Formatasi come naturale evoluzione dell’involuzione (se mi perdonate il bisticcio) che Chris Hillman ha subito dopo esperienze di successo travolgenti con Byrds, Manassas, Flying Burrito Bros. alla fine delle quali, non sapendo più che pesci pigliare, ritornò alle sue radici musicali, quelle in compagnia degli Hillman con cui formò una delle prime bluegrass band di successo.
Dopo un breve intervallo con una band che si può considerare la pre-Desert Rose (con Hillman, Jorgenson, Bryson al basso e Al Perkins al dobro) che suonava country-bluegrass acustico, Chris ha deciso di unirsi al talento strumentale di John Jorgenson e all’esperienza e abilità vocale di Herb Pedersen, per scoprire quasi subito di aver dato vita ad una miscela sonora straordinaria che da un lato rivitalizzava le magie vocali della west coast e dall’altro riproponeva, aggiornato e ripulito, l’honky tonk sound di Bakersfield.
E’ bastato che il progetto prendesse una forma più definita, grazie all’innesto in pianta stabile di un vecchio lupo come J.D. Maness (pedal steel e session man del memorabile Sweet-heart Of The Rodeo dei Byrds) e di ottimi gregarì quali il preciso Steve Duncan alla batteria e l’esperto Bill Bryson al basso, perché il sound si costruisse con naturalezza e stile inimitabili. Un paio di ritocchi scenici (il rispolvero delle giacche hollywoodiane di Nudie’s, che fecero epoca con le country star dei fifties e in seguito con i Burrito Bros., e i classici ‘string ties’, i cravattini di cuoio very western), un nome centratissimo e un management all’altezza hanno fatto sì che il gruppo in poco tempo giungesse in alta quota, in vetta alle classifiche country.

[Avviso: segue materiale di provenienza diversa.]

//! Local request persistence (JSONL) standing in for the remote backend.
//!
//! All requests live in a single `requests.jsonl` file, one record per line,
//! so creating a request is a single-line append with no read/rewrite.

mod error;
mod store;

pub use error::StorageError;
pub use store::RequestStore;
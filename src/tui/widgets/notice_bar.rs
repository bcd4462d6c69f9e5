//! Notice bar widget: one-line rendering of the current [`Notification`].

use ratatui::Frame;
use ratatui::layout::Rect;
use ratatui::style::{Color, Modifier, Style};
use ratatui::text::{Line, Span};
use ratatui::widgets::Paragraph;

use crate::lifecycle::{Notification, Severity};

fn severity_color(severity: Severity) -> Color {
    match severity {
        Severity::Success => Color::Green,
        Severity::Warning => Color::Yellow,
        Severity::Error => Color::Red,
    }
}

/// Renders a one-line notice: `Title: message`, plus a dismiss hint when sticky.
///
/// Renders nothing if there is no notice.
#[mutants::skip]
pub fn draw_notice_bar(notice: Option<&Notification>, frame: &mut Frame, area: Rect) {
    let Some(notice) = notice else {
        return;
    };

    let color = severity_color(notice.severity);
    let mut spans = vec![
        Span::styled(
            format!("{}: ", notice.title),
            Style::default().fg(color).add_modifier(Modifier::BOLD),
        ),
        Span::styled(notice.message.clone(), Style::default().fg(color)),
    ];
    if notice.is_sticky() {
        spans.push(Span::styled(
            "  (Esc to dismiss)",
            Style::default().fg(Color::DarkGray),
        ));
    }

    frame.render_widget(Paragraph::new(Line::from(spans)), area);
}
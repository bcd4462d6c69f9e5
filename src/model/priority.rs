use std::fmt;
use std::str::FromStr;

use serde::{Deserialize, Serialize};

use super::validation::ValidationError;

/// Urgency of a service request.
#[derive(Debug, Clone, Copy, PartialEq, Eq, Hash, Serialize, Deserialize)]
pub enum Priority {
    Low,
    Medium,
    High,
}

static ALL_PRIORITIES: &[Priority] = &[Priority::Low, Priority::Medium, Priority::High];

impl Priority {
    /// Returns the value sent to the backend and shown in option lists.
    pub fn as_str(&self) -> &'static str {
        match self {
            Priority::Low => "Low",
            Priority::Medium => "Medium",
            Priority::High => "High",
        }
    }

    /// Returns all priorities in display order.
    pub fn all() -> &'static [Priority] {
        ALL_PRIORITIES
    }

    /// Steps through the options, treating "unset" as the slot before `Low`.
    pub fn cycle(current: Option<Priority>, forward: bool) -> Option<Priority> {
        let slots = ALL_PRIORITIES.len() + 1;
        let pos = current
            .and_then(|p| ALL_PRIORITIES.iter().position(|&x| x == p))
            .map_or(0, |i| i + 1);
        let next = if forward {
            (pos + 1) % slots
        } else {
            (pos + slots - 1) % slots
        };
        next.checked_sub(1).map(|i| ALL_PRIORITIES[i])
    }
}

impl FromStr for Priority {
    type Err = ValidationError;

    fn from_str(s: &str) -> Result<Self, Self::Err> {
        match s.trim() {
            "Low" => Ok(Priority::Low),
            "Medium" => Ok(Priority::Medium),
            "High" => Ok(Priority::High),
            "" => Err(ValidationError::MissingPriority),
            other => Err(ValidationError::UnknownPriority(other.to_string())),
        }
    }
}

#[mutants::skip]
impl fmt::Display for Priority {
    fn fmt(&self, f: &mut fmt::Formatter<'_>) -> fmt::Result {
        f.write_str(self.as_str())
    }
}
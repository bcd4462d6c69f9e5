//! TUI: App state, event loop, screens, widgets.

pub mod action;
pub mod app;
pub mod error;
pub mod router;
pub mod screens;
pub mod widgets;

pub use app::{App, Screen};
pub use error::AppError;
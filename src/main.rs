#![cfg_attr(coverage_nightly, feature(coverage_attribute))]

use std::fs::{self, File, OpenOptions};
use std::io::{self, stdout};
use std::path::Path;
use std::sync::Mutex;

use crossterm::execute;
use crossterm::terminal::{
    EnterAlternateScreen, LeaveAlternateScreen, disable_raw_mode, enable_raw_mode,
};
use ratatui::Terminal;
use ratatui::backend::CrosstermBackend;
use tracing::info;
use tracing_subscriber::EnvFilter;

use intake::config::IntakeConfig;
use intake::storage::RequestStore;
use intake::tui::{App, AppError};

const LOG_FILE: &str = "intake.log";

#[cfg_attr(coverage_nightly, coverage(off))]
#[mutants::skip]
fn main() -> Result<(), Box<dyn std::error::Error>> {
    let config = IntakeConfig::load().map_err(AppError::from)?;
    let store = match &config.data_dir {
        Some(dir) => RequestStore::with_path(dir),
        None => RequestStore::new(),
    }
    .map_err(AppError::from)?;
    init_tracing(store.base_path(), &config.log_filter)?;
    info!(data_dir = %store.base_path().display(), "starting intake");

    let runtime = tokio::runtime::Builder::new_current_thread().build()?;

    let original_hook = std::panic::take_hook();
    std::panic::set_hook(Box::new(move |info| {
        let _ = restore_terminal();
        original_hook(info);
    }));

    enable_raw_mode()?;
    execute!(stdout(), EnterAlternateScreen)?;
    let mut terminal = Terminal::new(CrosstermBackend::new(stdout()))?;

    let mut app = App::new(store, config);
    let result = runtime.block_on(app.run(&mut terminal));

    let restore_result = restore_terminal();
    match result {
        Err(e) => Err(e.into()),
        Ok(()) => restore_result.map_err(Into::into),
    }
}

/// Sends `tracing` output to `intake.log` in the data directory; the
/// terminal belongs to the TUI.
#[cfg_attr(coverage_nightly, coverage(off))]
#[mutants::skip]
fn init_tracing(data_dir: &Path, default_filter: &str) -> Result<(), AppError> {
    fs::create_dir_all(data_dir)?;
    let file: File = OpenOptions::new()
        .create(true)
        .append(true)
        .open(data_dir.join(LOG_FILE))?;
    let env_filter =
        EnvFilter::try_from_default_env().unwrap_or_else(|_| EnvFilter::new(default_filter));
    tracing_subscriber::fmt()
        .with_env_filter(env_filter)
        .with_ansi(false)
        .with_writer(Mutex::new(file))
        .try_init()
        .map_err(|err| AppError::Logging(err.to_string()))
}

#[cfg_attr(coverage_nightly, coverage(off))]
#[mutants::skip]
fn restore_terminal() -> Result<(), io::Error> {
    let raw_result = disable_raw_mode();
    let screen_result = execute!(stdout(), LeaveAlternateScreen);
    raw_result.and(screen_result)
}
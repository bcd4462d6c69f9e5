//! Record screen: the page a route opens for one service request.

use crossterm::event::{KeyCode, KeyEvent};
use ratatui::Frame;
use ratatui::layout::{Constraint, Layout, Rect};
use ratatui::style::{Color, Modifier, Style};
use ratatui::text::{Line, Span};
use ratatui::widgets::{Block, Borders, Paragraph, Wrap};

use crate::model::ServiceRequest;
use crate::tui::action::Action;
use crate::tui::app::Screen;
use crate::tui::router::RecordRoute;

/// Load status of the routed record.
#[derive(Debug, Clone, PartialEq, Eq)]
pub enum RecordLoad {
    Loading,
    Loaded(ServiceRequest),
    Missing,
    Failed(String),
}

/// State for the record screen.
#[derive(Debug, Clone)]
pub struct RecordScreen {
    route: Option<RecordRoute>,
    load: RecordLoad,
}

impl Default for RecordScreen {
    fn default() -> Self {
        Self::new()
    }
}

impl RecordScreen {
    pub fn new() -> Self {
        Self {
            route: None,
            load: RecordLoad::Loading,
        }
    }

    /// Points the screen at a new route; the record starts loading.
    pub fn open(&mut self, route: RecordRoute) {
        self.route = Some(route);
        self.load = RecordLoad::Loading;
    }

    /// Stores the lookup result, unless it belongs to a route no longer shown.
    pub fn set_load(&mut self, record_id: &str, load: RecordLoad) {
        if self.route.as_ref().is_some_and(|r| r.record_id == record_id) {
            self.load = load;
        }
    }

    pub fn route(&self) -> Option<&RecordRoute> {
        self.route.as_ref()
    }

    pub fn load(&self) -> &RecordLoad {
        &self.load
    }

    /// Handles a key event, returning an [`Action`] for the app to apply.
    pub fn handle_key(&mut self, key: KeyEvent) -> Action {
        match key.code {
            KeyCode::Char('q') | KeyCode::Esc | KeyCode::Backspace => {
                Action::Navigate(Screen::RequestForm)
            }
            KeyCode::F(1) => Action::Navigate(Screen::Help),
            _ => Action::None,
        }
    }
}

fn detail_lines(record: &ServiceRequest) -> Vec<Line<'static>> {
    let label = Style::default().fg(Color::Yellow);
    let row = |name: &'static str, value: String| {
        Line::from(vec![Span::styled(format!("{name:<16}"), label), Span::raw(value)])
    };
    vec![
        row("Customer Email", record.customer_email.clone()),
        row("Priority", record.priority.to_string()),
        row("Status", record.status.clone()),
        row(
            "Created",
            record.created_at.format("%Y-%m-%d %H:%M UTC").to_string(),
        ),
        Line::from(""),
        Line::from(Span::styled("Description", label)),
        Line::from(record.description.clone()),
    ]
}

/// Renders the record screen.
#[mutants::skip]
pub fn draw_record(state: &RecordScreen, frame: &mut Frame, area: Rect) {
    let title = match state.route() {
        Some(route) => format!(" {} · {} ", route.record_type, route.record_id),
        None => " Record ".to_string(),
    };
    let block = Block::default()
        .title(title)
        .borders(Borders::ALL)
        .border_style(Style::default().fg(Color::Cyan));

    let inner = block.inner(area);
    frame.render_widget(block, area);

    let [content_area, footer_area] =
        Layout::vertical([Constraint::Min(0), Constraint::Length(1)]).areas(inner);

    let lines = match state.load() {
        RecordLoad::Loading => vec![Line::from("Loading…")],
        RecordLoad::Loaded(record) => detail_lines(record),
        RecordLoad::Missing => vec![Line::from(Span::styled(
            "Record not found",
            Style::default().fg(Color::Red),
        ))],
        RecordLoad::Failed(err) => vec![Line::from(Span::styled(
            err.clone(),
            Style::default().fg(Color::Red).add_modifier(Modifier::BOLD),
        ))],
    };
    let paragraph = Paragraph::new(lines).wrap(Wrap { trim: false });
    frame.render_widget(paragraph, content_area);

    let footer = Paragraph::new("q/Esc: back to form  F1: help")
        .style(Style::default().fg(Color::DarkGray));
    frame.render_widget(footer, footer_area);
}
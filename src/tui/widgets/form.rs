//! Form widget for rendering labelled input rows.

use ratatui::Frame;
use ratatui::layout::{Constraint, Layout, Rect};
use ratatui::style::{Color, Modifier, Style};
use ratatui::text::{Line, Span};
use ratatui::widgets::{Block, Borders, Paragraph};

/// Height of one field row, including its border.
pub const ROW_HEIGHT: u16 = 3;

/// Render-time view of one input row.
#[derive(Debug, Clone, PartialEq, Eq)]
pub struct FieldView {
    /// Label shown in the row's border.
    pub label: String,
    /// Current text value, or the selected option.
    pub value: String,
    /// Shown dimmed when `value` is empty.
    pub placeholder: String,
    /// Whether the field must be filled in on submit.
    pub required: bool,
    /// Whether the row has keyboard focus.
    pub focused: bool,
}

/// Renders field rows within the given area, one [`ROW_HEIGHT`] row each.
///
/// `invalid` outlines every row in red, since validation reports pass/fail
/// for the form as a whole.
#[cfg_attr(coverage_nightly, coverage(off))]
#[mutants::skip]
pub fn draw_form(fields: &[FieldView], invalid: bool, frame: &mut Frame, area: Rect) {
    let constraints: Vec<Constraint> = fields
        .iter()
        .map(|_| Constraint::Length(ROW_HEIGHT))
        .collect();

    let rows = Layout::vertical(constraints).split(area);

    for (i, field) in fields.iter().enumerate() {
        let border_color = if field.focused {
            Color::Yellow
        } else if invalid {
            Color::Red
        } else {
            Color::DarkGray
        };

        let label = if field.required {
            format!("{} *", field.label)
        } else {
            field.label.clone()
        };

        let block = Block::default()
            .title(label)
            .borders(Borders::ALL)
            .border_style(Style::default().fg(border_color));

        let mut spans = if field.value.is_empty() {
            vec![Span::styled(
                field.placeholder.clone(),
                Style::default().fg(Color::DarkGray),
            )]
        } else {
            vec![Span::raw(field.value.clone())]
        };
        if field.focused {
            spans.push(Span::styled(
                "\u{2588}",
                Style::default().add_modifier(Modifier::SLOW_BLINK),
            ));
        }

        let paragraph = Paragraph::new(Line::from(spans)).block(block);
        frame.render_widget(paragraph, rows[i]);
    }
}
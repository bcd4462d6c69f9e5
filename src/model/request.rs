use chrono::{DateTime, Utc};
use serde::{Deserialize, Serialize};

use super::priority::Priority;
use super::validation::{ValidationError, validate_description, validate_email};

/// Field values captured at submit time and sent to the backend.
///
/// Taking a snapshot keeps the in-flight request stable while the user keeps
/// editing the form.
#[derive(Debug, Clone, PartialEq, Eq, Serialize, Deserialize)]
pub struct RequestDraft {
    pub customer_email: String,
    pub description: String,
    pub priority: Priority,
}

impl RequestDraft {
    /// Creates a draft, validating the email and description.
    pub fn new(
        customer_email: String,
        description: String,
        priority: Priority,
    ) -> Result<Self, ValidationError> {
        validate_email(&customer_email)?;
        validate_description(&description)?;
        Ok(Self {
            customer_email,
            description,
            priority,
        })
    }
}

/// A persisted service request.
#[derive(Debug, Clone, PartialEq, Eq, Serialize, Deserialize)]
pub struct ServiceRequest {
    pub id: String,
    pub customer_email: String,
    pub description: String,
    pub priority: Priority,
    pub status: String,
    pub created_at: DateTime<Utc>,
}

impl ServiceRequest {
    /// Status assigned to every newly created request.
    pub const NEW_STATUS: &'static str = "New";

    /// Builds the record for a draft that the backend has accepted.
    pub fn from_draft(id: String, draft: RequestDraft, created_at: DateTime<Utc>) -> Self {
        Self {
            id,
            customer_email: draft.customer_email,
            description: draft.description,
            priority: draft.priority,
            status: Self::NEW_STATUS.to_string(),
            created_at,
        }
    }

    /// Returns the list-row summary of this record.
    pub fn summary(&self) -> RecentRequestEntry {
        RecentRequestEntry {
            id: self.id.clone(),
            customer_email: self.customer_email.clone(),
            priority: self.priority.as_str().to_string(),
            status: self.status.clone(),
            created_at: self.created_at,
        }
    }
}

/// A row in the recently-created list.
///
/// The lifecycle only iterates these and reads `id` for navigation; the other
/// fields are for display.
#[derive(Debug, Clone, PartialEq, Eq, Serialize, Deserialize)]
pub struct RecentRequestEntry {
    pub id: String,
    pub customer_email: String,
    pub priority: String,
    pub status: String,
    pub created_at: DateTime<Utc>,
}
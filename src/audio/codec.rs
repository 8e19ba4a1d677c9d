//! Sample format conversion and wire transport encoding
//!
//! The live service speaks 16-bit linear PCM carried as base64 text inside
//! JSON frames; the audio devices speak normalized f32. Everything here is
//! a pure function, safe to call from any task.

use base64::Engine;
use serde::{Deserialize, Serialize};

use crate::{Error, Result};

/// MIME type declared on outbound microphone payloads (16kHz mono PCM)
pub const CAPTURE_MIME_TYPE: &str = "audio/pcm;rate=16000";

/// A text-safe encoding of a PCM frame plus its declared format
#[derive(Debug, Clone, PartialEq, Eq, Serialize, Deserialize)]
pub struct WirePayload {
    /// Base64-encoded little-endian PCM bytes
    pub data: String,

    /// Declared sample format, e.g. `audio/pcm;rate=16000`
    #[serde(rename = "mimeType")]
    pub mime_type: String,
}

/// Convert normalized f32 samples to 16-bit linear PCM
///
/// Samples are clamped to [-1.0, 1.0] first so out-of-range input can never
/// wrap around the i16 range. Negative values scale by 32768 and
/// non-negative by 32767; the asymmetry matches the signed 16-bit range and
/// is what the service expects on the wire.
#[must_use]
pub fn to_linear_pcm(samples: &[f32]) -> Vec<i16> {
    samples
        .iter()
        .map(|&s| {
            let s = s.clamp(-1.0, 1.0);
            if s < 0.0 {
                (s * 32768.0) as i16
            } else {
                (s * 32767.0) as i16
            }
        })
        .collect()
}

/// Convert 16-bit linear PCM back to normalized f32 samples
#[must_use]
pub fn to_normalized(pcm: &[i16]) -> Vec<f32> {
    pcm.iter()
        .map(|&v| {
            if v < 0 {
                f32::from(v) / 32768.0
            } else {
                f32::from(v) / 32767.0
            }
        })
        .collect()
}

/// Encode a PCM frame for transport
#[must_use]
pub fn encode(pcm: &[i16]) -> WirePayload {
    let mut bytes = Vec::with_capacity(pcm.len() * 2);
    for &sample in pcm {
        bytes.extend_from_slice(&sample.to_le_bytes());
    }

    WirePayload {
        data: base64::engine::general_purpose::STANDARD.encode(&bytes),
        mime_type: CAPTURE_MIME_TYPE.to_string(),
    }
}

/// Decode a transport payload back to a PCM frame
///
/// # Errors
///
/// Returns [`Error::Decode`] if the payload is not valid base64 or the
/// decoded byte length is not a whole number of 16-bit samples.
pub fn decode(payload: &WirePayload) -> Result<Vec<i16>> {
    let bytes = base64::engine::general_purpose::STANDARD
        .decode(&payload.data)
        .map_err(|e| Error::Decode(format!("invalid base64 payload: {e}")))?;

    if bytes.len() % 2 != 0 {
        return Err(Error::Decode(format!(
            "payload length {} is not a whole number of samples",
            bytes.len()
        )));
    }

    Ok(bytes
        .chunks_exact(2)
        .map(|pair| i16::from_le_bytes([pair[0], pair[1]]))
        .collect())
}
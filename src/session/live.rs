//! Live session wire protocol
//!
//! WebSocket client for the hosted conversational-AI service's
//! bidirectional streaming endpoint. The handshake sends a setup frame
//! (model, voice, system instruction) and waits for `setupComplete`;
//! afterwards microphone payloads go out as `realtimeInput` frames and
//! synthesized speech, transcripts, and interruption signals come back in
//! `serverContent` frames.
//!
//! The service delivers all of its messages as JSON, frequently inside
//! WebSocket Binary frames, so inbound handling sniffs Binary content for
//! a leading `{` before treating it as unexpected.

use futures_util::stream::{SplitSink, SplitStream};
use futures_util::{SinkExt, StreamExt};
use serde::Serialize;
use tokio::net::TcpStream;
use tokio::sync::mpsc;
use tokio_tungstenite::tungstenite::Message as WsMessage;
use tokio_tungstenite::{MaybeTlsStream, WebSocketStream};

use super::SessionTransport;
use crate::audio::WirePayload;
use crate::{Error, Result};

/// Live WebSocket endpoint
const LIVE_WS_URL: &str = "wss://generativelanguage.googleapis.com/ws/google.ai.generativelanguage.v1beta.GenerativeService.BidiGenerateContent";

/// How long to wait for `setupComplete` before giving up
const SETUP_TIMEOUT_SECS: u64 = 15;

type WsSink = SplitSink<WebSocketStream<MaybeTlsStream<TcpStream>>, WsMessage>;
type WsSource = SplitStream<WebSocketStream<MaybeTlsStream<TcpStream>>>;

/// Parameters for one live session
#[derive(Debug, Clone)]
pub struct SessionSetup {
    /// Model identifier, without the `models/` prefix
    pub model: String,

    /// Prebuilt voice name for synthesized speech
    pub voice_name: String,

    /// System instruction assembled from the persona
    pub system_instruction: String,
}
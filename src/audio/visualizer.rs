//! Frequency-domain sampling of the output signal
//!
//! Pull-based consumer of the playback tap: each call to `sample` windows
//! the most recent output audio and returns per-bin spectral energy for
//! display. Reading never affects playback.

use std::sync::Arc;

use rustfft::num_complex::Complex;
use rustfft::{Fft, FftPlanner};

use crate::audio::playback::OutputTap;

/// Number of frequency bins returned per sample
pub const FREQUENCY_BINS: usize = 128;

/// Analysis window length (two samples per bin)
const FFT_SIZE: usize = FREQUENCY_BINS * 2;

/// Samples instantaneous frequency-bin energies from an [`OutputTap`]
pub struct Visualizer {
    tap: OutputTap,
    fft: Arc<dyn Fft<f32>>,
}

impl Visualizer {
    /// Create a visualizer reading from the given output tap
    #[must_use]
    pub fn new(tap: OutputTap) -> Self {
        let fft = FftPlanner::new().plan_fft_forward(FFT_SIZE);
        Self { tap, fft }
    }

    /// Read the latest output window and return its bin energies
    ///
    /// Energies are normalized amplitudes in roughly [0, 1] for full-scale
    /// audio. An empty or silent tap yields all-zero bins.
    #[must_use]
    pub fn sample(&self) -> [f32; FREQUENCY_BINS] {
        let mut window = [0.0f32; FFT_SIZE];
        self.tap.read_latest(&mut window);

        let mut buffer: Vec<Complex<f32>> = window
            .iter()
            .enumerate()
            .map(|(i, &s)| Complex {
                re: s * hann(i, FFT_SIZE),
                im: 0.0,
            })
            .collect();

        self.fft.process(&mut buffer);

        let scale = 2.0 / FFT_SIZE as f32;
        let mut bins = [0.0f32; FREQUENCY_BINS];
        for (bin, value) in bins.iter_mut().zip(&buffer[..FREQUENCY_BINS]) {
            *bin = value.norm() * scale;
        }
        bins
    }
}

/// Hann window coefficient for position `i` of `len`
fn hann(i: usize, len: usize) -> f32 {
    let phase = 2.0 * std::f32::consts::PI * i as f32 / len as f32;
    0.5 * (1.0 - phase.cos())
}
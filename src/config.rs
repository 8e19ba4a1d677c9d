//! Configuration management for the Nexus voice client

use std::time::Duration;

use crate::{Error, Result};

/// Default interval between idle nudges sent to the remote voice
const DEFAULT_IDLE_NUDGE_SECS: u64 = 25;

/// Default RMS energy above which captured audio counts as the user speaking
const DEFAULT_VOICE_ENERGY_THRESHOLD: f32 = 0.01;

/// Nexus voice client configuration
#[derive(Debug, Clone)]
pub struct Config {
    /// API key for the live session service (from `NEXUS_API_KEY` or
    /// `GEMINI_API_KEY`). Absence is not fatal at load time: the caller
    /// surfaces a disabled state and `connect` refuses to dial.
    pub api_key: Option<String>,

    /// Live model identifier
    pub model: String,

    /// Prebuilt voice name for synthesized speech
    pub voice_name: String,

    /// How long the session may sit silent before a nudge is sent
    pub idle_nudge_interval: Duration,

    /// RMS energy threshold that resets the idle timer
    pub voice_energy_threshold: f32,
}

impl Config {
    /// Load configuration from the process environment
    ///
    /// Never fails: every field has a default except the API key, which
    /// stays `None` and is checked at connect time.
    #[must_use]
    pub fn from_env() -> Self {
        let api_key = std::env::var("NEXUS_API_KEY")
            .or_else(|_| std::env::var("GEMINI_API_KEY"))
            .ok();

        let model = std::env::var("NEXUS_MODEL")
            .unwrap_or_else(|_| "gemini-2.5-flash-native-audio-preview-09-2025".to_string());

        let voice_name =
            std::env::var("NEXUS_VOICE").unwrap_or_else(|_| "Fenrir".to_string());

        let idle_nudge_interval = std::env::var("NEXUS_IDLE_NUDGE_SECS")
            .ok()
            .and_then(|s| s.parse().ok())
            .map_or(
                Duration::from_secs(DEFAULT_IDLE_NUDGE_SECS),
                Duration::from_secs,
            );

        Self {
            api_key,
            model,
            voice_name,
            idle_nudge_interval,
            voice_energy_threshold: DEFAULT_VOICE_ENERGY_THRESHOLD,
        }
    }

    /// Return the API key or a configuration error explaining how to set it
    ///
    /// # Errors
    ///
    /// Returns [`Error::Config`] if no key is present in the environment.
    pub fn require_api_key(&self) -> Result<&str> {
        self.api_key.as_deref().ok_or_else(|| {
            Error::Config(
                "no API key found; set NEXUS_API_KEY (or GEMINI_API_KEY)".to_string(),
            )
        })
    }
}
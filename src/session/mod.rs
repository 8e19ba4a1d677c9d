//! Session orchestration
//!
//! The controller owns one connection's worth of audio state: the playback
//! scheduler, the current modulation profile, and the transport handle. All
//! routing runs on a single task, so none of that state needs locking; the
//! mixer alone is shared with the output device's callback.
//!
//! Data flow while connected:
//!
//! ```text
//! microphone ─▸ codec::to_linear_pcm ─▸ codec::encode ─▸ transport
//! transport ─▸ codec::decode ─▸ codec::to_normalized ─▸ scheduler
//!      └─ transcript ─▸ prosody::analyze ─▸ profile for the next chunk
//! ```

mod live;

pub use live::{parse_server_message, LiveSession, ServerEvent, SessionSetup};

use std::future::Future;
use std::sync::{Arc, Mutex};
use std::time::Duration;

use async_trait::async_trait;
use tokio::sync::{mpsc, watch};
use tokio::time::{interval_at, Instant, MissedTickBehavior};

use crate::audio::{codec, voice_energy, Mixer, OutputTap, PlaybackScheduler, WirePayload};
use crate::config::Config;
use crate::persona::Persona;
use crate::prosody::{self, ModulationProfile};
use crate::{Error, Result};

/// Externally observable connection status
#[derive(Debug, Clone, Copy, PartialEq, Eq)]
pub enum Status {
    /// No session; devices released
    Disconnected,
    /// Dialing the remote service
    Connecting,
    /// Streaming in both directions
    Connected,
    /// Device or session failure; an explicit reconnect is required
    Error,
}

Pages Of Life, terzo ellepì della Desert Rose Band, è lavoro maturo e preciso che conserva intatto il particolare sound dove il contrasto tra il tono tagliente della Telecaster di Jorgenson e la dolcissima pedal steel di Madness conferisce quel sapore agrodolce che ha da sempre contribuito al successo del country rock.
E soprattutto l’album ripropone lo straordinario impasto vocale del trio Hillman, Pedersen, Jorgenson dal fascino irresistibile che addirittura conquista anche lo scettico in brani come Start All Over Again o Darkness On The Playground.
La penna di Hillman è, al solito, la più prolifica o comunque la più privilegiata. Ma, a parte la riedizione aggiornata e corretta di Desert Rose, cavallo di battaglia qui in una versione davvero ispirata, e una stupenda Everybody’s Hero sui miti della TV, il pezzo di gran lunga più riuscito è Our Baby’s Gone, partorito da Herb Pedersen, forse il personaggio musicalmente dotato di maggior classe.
E proprio di brani alla Pedersen o delle cover di John Hiatt (che avevano contrassegnato le due precedenti produzioni della Desert Rose) si sente la mancanza in questo Pages Of Life di cui la track d’apertura Story Of Love è candidata a diventare presto un country hit. Globalmente l’ellepì è calibrato e compatto e non presenta la benché minima sfasatura.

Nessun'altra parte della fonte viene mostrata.